Asked if she has regrets about her past actions, Hartmann did not respond immediately, but later said, “When you asked me earlier if there was something that I regretted – there was a commission on civil unions back in 1994, and they were reporting out their findings and they were having hearings. I said, ‘If it walked like a duck and talked like a duck, it’s a duck.’ I truly regret saying that.”
On December 8, 1995, the report from the Hawaiian Commission on Sexual Orientation and the Law was released. Its findings concurred with that of the Hawaii Supreme Court, that the Hawaii marriage law effectively denied same-gender couples equal protection rights in violation of article I, section 5 of the Hawaii Constitution. The commission report also agreed with the court decision that the discrimination is based on the “gender” of an individual and, therefore, gender is a “suspect category.” Both the commission and the court used the 1967 landmark case of Loving v. Virginia in which the United States Supreme Court found a Virginia statute outlawing interracial marriage to be invalid.
The Loving case is of particular relevance to the citizens of Hawaii, said LGBT activists. The racial prejudice at the root of anti-miscegenation laws in other U.S. states is largely absent from Hawaiian culture. In fact, many Hawaiians are the product of interracial marriage.
“I did not grasp that I was supporting a bill that was not protecting and enjoining all rights and protections that all families with children should have a right to have. I was supporting a law that literally oppressed and repressed and I didn’t get that,” said Hartmann.
Some gay activists praised Hartmann’s change of position.
“I will admit that when I first met her I, too, was suspicious, thinking how could someone who was such a strong opponent of ours now be on our side,” said Alan Spector, who heads the new marriage equality organization Family Equality Coalition. “But I also believe that people can change, not all people, but clearly some, and this was clearly part of Harvey Milk’s message. Debi may have made some mistakes in the past, and major ones that hurt people in our community, but I have to respect and admire her now for trying to right her past wrongs. It takes a strong and mature person to do this.”
Hartmann won over other activists when she gave an impassioned eulogy for William E. “Bill” Woods, her former nemesis, who is widely seen as the father of the marriage equality movement in Hawaii, Spector said. Woods, who died in September 2008, is credited with gathering the couples and forming the case that became Baehr v. Miike.
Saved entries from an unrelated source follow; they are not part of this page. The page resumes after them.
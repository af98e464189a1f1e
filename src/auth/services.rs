pub(crate) use crate::auth::dto::{Claims, JwtKeys, TokenKind};
use crate::config::JwtConfig;
use crate::state::AppState;
use argon2::{password_hash::SaltString, Argon2, PasswordHash, PasswordHasher, PasswordVerifier};
use axum::{
    async_trait,
    extract::{FromRef, FromRequestParts},
    http::{request::Parts, StatusCode},
};
use jsonwebtoken::{decode, encode, DecodingKey, EncodingKey, Header, Validation};
use lazy_static::lazy_static;
use rand::rngs::OsRng;
use regex::Regex;
use std::time::Duration;
use time::{Duration as TimeDuration, OffsetDateTime};
use tracing::{debug, error, warn};
use uuid::Uuid;

pub(crate) fn is_valid_email(email: &str) -> bool {
    lazy_static! {
        static ref EMAIL_RE: Regex = Regex::new(r"^[^@\s]+@[^@\s]+\.[^@\s]+$").unwrap();
    }
    EMAIL_RE.is_match(email)
}

pub fn hash_password(plain: &str) -> anyhow::Result<String> {
    let salt = SaltString::generate(&mut OsRng);
    let argon2 = Argon2::default();
    let hash = argon2
        .hash_password(plain.as_bytes(), &salt)
        .map_err(|e| {
            error!(error = %e, "argon2 hash_password error");
            anyhow::anyhow!(e.to_string())
        })?
        .to_string();
    Ok(hash)
}

pub fn verify_password(plain: &str, hash: &str) -> anyhow::Result<bool> {
    let parsed = PasswordHash::new(hash).map_err(|e| {
        error!(error = %e, "argon2 parse hash error");
        anyhow::anyhow!(e.to_string())
    })?;
    Ok(Argon2::default()
        .verify_password(plain.as_bytes(), &parsed)
        .is_ok())
}

impl FromRef<AppState> for JwtKeys {
    fn from_ref(state: &AppState) -> Self {
        let JwtConfig {
            secret,
            issuer,
            audience,
            ttl_minutes,
            refresh_ttl_minutes,
        } = state.config.jwt.clone();
        Self {
            encoding: EncodingKey::from_secret(secret.as_bytes()),
            decoding: DecodingKey::from_secret(secret.as_bytes()),
            issuer,
            audience,
            access_ttl: Duration::from_secs((ttl_minutes as u64) * 60),
            refresh_ttl: Duration::from_secs((refresh_ttl_minutes as u64) * 60),
        }
    }
}

impl JwtKeys {
    fn sign_with_kind(&self, user_id: Uuid, kind: TokenKind) -> anyhow::Result<String> {
        let now = OffsetDateTime::now_utc();
        let ttl = match kind {
            TokenKind::Access => self.access_ttl,
            TokenKind::Refresh => self.refresh_ttl,
        };
        let exp = now + TimeDuration::seconds(ttl.as_secs() as i64);
        let claims = Claims {
            sub: user_id,
            iat: now.unix_timestamp() as usize,
            exp: exp.unix_timestamp() as usize,
            iss: self.issuer.clone(),
            aud: self.audience.clone(),
            kind,
        };
        let token = encode(&Header::default(), &claims, &self.encoding)?;
        debug!(user_id = %user_id, kind = ?kind, "jwt signed");
        Ok(token)
    }

    pub fn sign_access(&self, user_id: Uuid) -> anyhow::Result<String> {
        self.sign_with_kind(user_id, TokenKind::Access)
    }
    pub fn sign_refresh(&self, user_id: Uuid) -> anyhow::Result<String> {
        self.sign_with_kind(user_id, TokenKind::Refresh)
    }

    pub fn verify(&self, token: &str) -> anyhow::Result<Claims> {
        let mut validation = Validation::default();
        validation.set_audience(std::slice::from_ref(&self.audience));
        validation.set_issuer(std::slice::from_ref(&self.issuer));
        let data = decode::<Claims>(token, &self.decoding, &validation)?;
        debug!(user_id = %data.claims.sub, kind = ?data.claims.kind, "jwt verified");
        Ok(data.claims)
    }

    pub fn verify_refresh(&self, token: &str) -> anyhow::Result<Claims> {
        let claims = self.verify(token)?;
        if claims.kind != TokenKind::Refresh {
            anyhow::bail!("not a refresh token");
        }
        Ok(claims)
    }
}

pub struct AuthUser(pub Uuid);

#[async_trait]
impl<S> FromRequestParts<S> for AuthUser
where
    S: Send + Sync,
    JwtKeys: FromRef<S>,
{
    type Rejection = (StatusCode, String);

    async fn from_request_parts(parts: &mut Parts, state: &S) -> Result<Self, Self::Rejection> {
        let keys = JwtKeys::from_ref(state);
        let auth_header = parts
            .headers
            .get(axum::http::header::AUTHORIZATION)
            .and_then(|v| v.to_str().ok())
            .ok_or((
                StatusCode::UNAUTHORIZED,
                "Missing Authorization header".to_string(),
            ))?;

        let token = auth_header.strip_prefix("Bearer ").ok_or((
            StatusCode::UNAUTHORIZED,
            "Invalid Authorization header".to_string(),
        ))?;

        let claims = match keys.verify(token) {
            Ok(c) => c,
            Err(_) => {
                warn!("invalid or expired token");
                return Err((
                    StatusCode::UNAUTHORIZED,
                    "Invalid or expired token".to_string(),
                ));
            }
        };

        if claims.kind != TokenKind::Access {
            return Err((
                StatusCode::UNAUTHORIZED,
                "Access token required".to_string(),
            ));
        }

        Ok(AuthUser(claims.sub))
    }
}


#[cfg(test)]
mod jwt_tests {
    use super::*;

    fn make_keys() -> JwtKeys {
        let state = AppState::fake();
        JwtKeys::from_ref(&state)
    }

    #[tokio::test]
    async fn sign_and_verify_access_token() {
        let keys = make_keys();
        let user_id = Uuid::new_v4();
        let token = keys.sign_access(user_id).expect("sign access");
        let claims = keys.verify(&token).expect("verify token");
        assert_eq!(claims.sub, user_id);
        assert_eq!(claims.iss, "test-issuer");
        assert_eq!(claims.aud, "test-aud");
        assert_eq!(claims.kind, TokenKind::Access);
    }

    #[tokio::test]
    async fn sign_and_verify_refresh_token_and_verify_refresh() {
        let keys = make_keys();
        let user_id = Uuid::new_v4();
        let token = keys.sign_refresh(user_id).expect("sign refresh");
        let claims = keys.verify_refresh(&token).expect("verify refresh");
        assert_eq!(claims.sub, user_id);
        assert_eq!(claims.kind, TokenKind::Refresh);
    }

    #[tokio::test]
    async fn verify_refresh_rejects_access_token() {
        let keys = make_keys();
        let token = keys.sign_access(Uuid::new_v4()).expect("sign access");
        let err = keys.verify_refresh(&token).unwrap_err();
        assert!(err.to_string().contains("not a refresh token"));
    }
}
“Bill and I had one of those relationships where we loved to hate each other,” said Hartmann.
Reprinted in the hope that we might all learn to start loving and stop hating.
OK, so I’m not Brian. It’s just that I’ve recently been having some difficulties posting comments here, so I thought I’d try a new name. Something/anything other than “Chino”.
And this particular name happens to be that of a guy who posted this:
The LDS Church, Proposition 8, and the Federal Law of Charities
Brian/Chino — Sorry about the commenting problem. We recently got our Akismet spam filter turned on, and I’m not sure why it sent some of your comments into the spam bin. I fished one out after it had been in there for a couple of days, but, unfortunately, but that time the conversation on the thread had moved on.
Normally, if one comment gets labeled as “not spam”, then as long as you post from the same I.P. address, the spam filter will recognize you and let your comments through. Now that I’ve told it your earlier comment wasn’t spam, you may be able to post comments with your usual screen name.
And thanks for taking the time to update us on new developments and information about the Proposition 8 question!
That’s a fascinating story. The reason why Debi Hartmann could change was that she remained willing to subordinate her opinions to facts and logic.
That’s how all of us can overcome prejudice and superstition.